[Collected data entries]
------------

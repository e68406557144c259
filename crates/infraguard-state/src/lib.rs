//! The state tree every rule reads.
//!
//! Input: built by external adapters (config-language loaders, template loaders, ...).
//! Output: an immutable snapshot of `provider -> service -> resource -> attribute`.
//!
//! Every scalar is an [`Attr`], so a missing field still yields a well-formed value with
//! metadata and rule code never needs a null check.

#![forbid(unsafe_code)]

pub mod attr;
pub mod aws;
pub mod azure;
pub mod service;

pub use attr::{Attr, BoolValue, IntValue, StringSetValue, StringValue};
pub use infraguard_types::{Metadata, Range};
pub use service::{Service, ServiceKey};

use std::borrow::Cow;

/// Root aggregate, one per scan.
///
/// Read-only for the duration of evaluation and shared across rule evaluations by reference.
#[derive(Clone, Debug, Default)]
pub struct State {
    pub aws: aws::Aws,
    pub azure: azure::Azure,
}

/// Returns the first item matching `pred`, or a zero-value resource when there is none.
pub(crate) fn find_or_default<'a, R, F>(items: &'a [R], pred: F) -> Cow<'a, R>
where
    R: Clone + Default,
    F: Fn(&R) -> bool,
{
    match items.iter().find(|item| pred(item)) {
        Some(item) => Cow::Borrowed(item),
        None => Cow::Owned(R::default()),
    }
}
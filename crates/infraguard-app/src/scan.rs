//! The `scan` use case: resolve policy, evaluate rules and produce a report.

use anyhow::Context;
use infraguard_engine::Registry;
use infraguard_settings::{InfraguardConfigV1, Overrides, ResolvedConfig};
use infraguard_state::State;
use infraguard_types::{SCHEMA_REPORT_V1, ScanData, ScanReport, ToolMeta, Verdict};
use time::OffsetDateTime;
use tracing::info;

/// Input for the scan use case.
#[derive(Clone, Debug)]
pub struct ScanInput<'a> {
    /// Config file contents (empty string if not found).
    pub config_text: &'a str,
    /// Caller overrides (command line or embedding code).
    pub overrides: Overrides,
    /// The state tree produced by an adapter.
    pub state: &'a State,
    pub registry: &'a Registry,
}

/// Output from the scan use case.
#[derive(Clone, Debug)]
pub struct ScanOutput {
    pub report: ScanReport,
    /// The resolved configuration used.
    pub resolved_config: ResolvedConfig,
}

/// Run the scan use case: parse config, resolve policy, evaluate, produce report.
pub fn run_scan(input: ScanInput<'_>) -> anyhow::Result<ScanOutput> {
    let started_at = OffsetDateTime::now_utc();

    // Parse config (empty is allowed, defaults apply).
    let cfg = if input.config_text.trim().is_empty() {
        InfraguardConfigV1::default()
    } else {
        infraguard_settings::parse_config_toml(input.config_text).context("parse config")?
    };

    let resolved =
        infraguard_settings::resolve_config(cfg, input.overrides).context("resolve config")?;

    let domain =
        infraguard_engine::scan_with_policy(input.registry, input.state, &resolved.effective);
    let finished_at = OffsetDateTime::now_utc();

    info!(
        profile = %resolved.effective.profile,
        rules_evaluated = domain.rules_evaluated,
        failed = domain.status_counts.failed,
        passed = domain.status_counts.passed,
        ignored = domain.status_counts.ignored,
        verdict = ?domain.verdict,
        "scan finished"
    );

    let report = ScanReport {
        schema: SCHEMA_REPORT_V1.to_string(),
        tool: ToolMeta {
            name: "infraguard".to_string(),
            version: env!("CARGO_PKG_VERSION").to_string(),
        },
        started_at,
        finished_at,
        verdict: domain.verdict,
        findings: domain.results,
        data: ScanData {
            profile: resolved.effective.profile.clone(),
            rules_evaluated: domain.rules_evaluated,
            results: domain.status_counts,
            failed_by_severity: domain.failed_by_severity,
        },
    };

    Ok(ScanOutput {
        report,
        resolved_config: resolved,
    })
}

/// Map verdict to exit code: 0 = pass, 2 = fail.
pub fn verdict_exit_code(verdict: Verdict) -> i32 {
    match verdict {
        Verdict::Pass => 0,
        Verdict::Fail => 2,
    }
}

------------

[What is needed]: Each line above is to be reproduced exactly. Leave none out.

[Response area]:
repository e68406557144c259
filename crates/infraguard-state/src/lib.rs
//! The state tree every rule reads.
//!
//! Input: built by external adapters (config-language loaders, template loaders, ...).
//! Output: an immutable snapshot of `provider -> service -> resource -> attribute`.
//!
//! Every scalar is an [`Attr`], so a missing field still yields a well-formed value with
//! metadata and rule code never needs a null check.

#![forbid(unsafe_code)]

pub mod attr;
pub mod aws;
pub mod azure;
pub mod service;

pub use attr::{Attr, BoolValue, IntValue, StringSetValue, StringValue};
pub use infraguard_types::{Metadata, Range};
pub use service::{Service, ServiceKey};

use std::borrow::Cow;

/// Root aggregate, one per scan.
///
/// Read-only for the duration of evaluation and shared across rule evaluations by reference.
#[derive(Clone, Debug, Default)]
pub struct State {
    pub aws: aws::Aws,
    pub azure: azure::Azure,
}

/// Returns the first item matching `pred`, or a zero-value resource when there is none.
pub(crate) fn find_or_default<'a, R, F>(items: &'a [R], pred: F) -> Cow<'a, R>
where
    R: Clone + Default,
    F: Fn(&R) -> bool,
{
    match items.iter().find(|item| pred(item)) {
        Some(item) => Cow::Borrowed(item),
        None => Cow::Owned(R::default()),
    }
}
filename crates/infraguard-app/src/scan.rs
//! The `scan` use case: resolve policy, evaluate rules and produce a report.

use anyhow::Context;
use infraguard_engine::Registry;
use infraguard_settings::{InfraguardConfigV1, Overrides, ResolvedConfig};
use infraguard_state::State;
use infraguard_types::{SCHEMA_REPORT_V1, ScanData, ScanReport, ToolMeta, Verdict};
use time::OffsetDateTime;
use tracing::info;

/// Input for the scan use case.
#[derive(Clone, Debug)]
pub struct ScanInput<'a> {
    /// Config file contents (empty string if not found).
    pub config_text: &'a str,
    /// Caller overrides (command line or embedding code).
    pub overrides: Overrides,
    /// The state tree produced by an adapter.
    pub state: &'a State,
    pub registry: &'a Registry,
}

/// Output from the scan use case.
#[derive(Clone, Debug)]
pub struct ScanOutput {
    pub report: ScanReport,
    /// The resolved configuration used.
    pub resolved_config: ResolvedConfig,
}

/// Run the scan use case: parse config, resolve policy, evaluate, produce report.
pub fn run_scan(input: ScanInput<'_>) -> anyhow::Result<ScanOutput> {
    let started_at = OffsetDateTime::now_utc();

    // Parse config (empty is allowed, defaults apply).
    let cfg = if input.config_text.trim().is_empty() {
        InfraguardConfigV1::default()
    } else {
        infraguard_settings::parse_config_toml(input.config_text).context("parse config")?
    };

    let resolved =
        infraguard_settings::resolve_config(cfg, input.overrides).context("resolve config")?;

    let domain =
        infraguard_engine::scan_with_policy(input.registry, input.state, &resolved.effective);
    let finished_at = OffsetDateTime::now_utc();

    info!(
        profile = %resolved.effective.profile,
        rules_evaluated = domain.rules_evaluated,
        failed = domain.status_counts.failed,
        passed = domain.status_counts.passed,
        ignored = domain.status_counts.ignored,
        verdict = ?domain.verdict,
        "scan finished"
    );

    let report = ScanReport {
        schema: SCHEMA_REPORT_V1.to_string(),
        tool: ToolMeta {
            name: "infraguard".to_string(),
            version: env!("CARGO_PKG_VERSION").to_string(),
        },
        started_at,
        finished_at,
        verdict: domain.verdict,
        findings: domain.results,
        data: ScanData {
            profile: resolved.effective.profile.clone(),
            rules_evaluated: domain.rules_evaluated,
            results: domain.status_counts,
            failed_by_severity: domain.failed_by_severity,
        },
    };

    Ok(ScanOutput {
        report,
        resolved_config: resolved,
    })
}

/// Map verdict to exit code: 0 = pass, 2 = fail.
pub fn verdict_exit_code(verdict: Verdict) -> i32 {
    match verdict {
        Verdict::Pass => 0,
        Verdict::Fail => 2,
    }
}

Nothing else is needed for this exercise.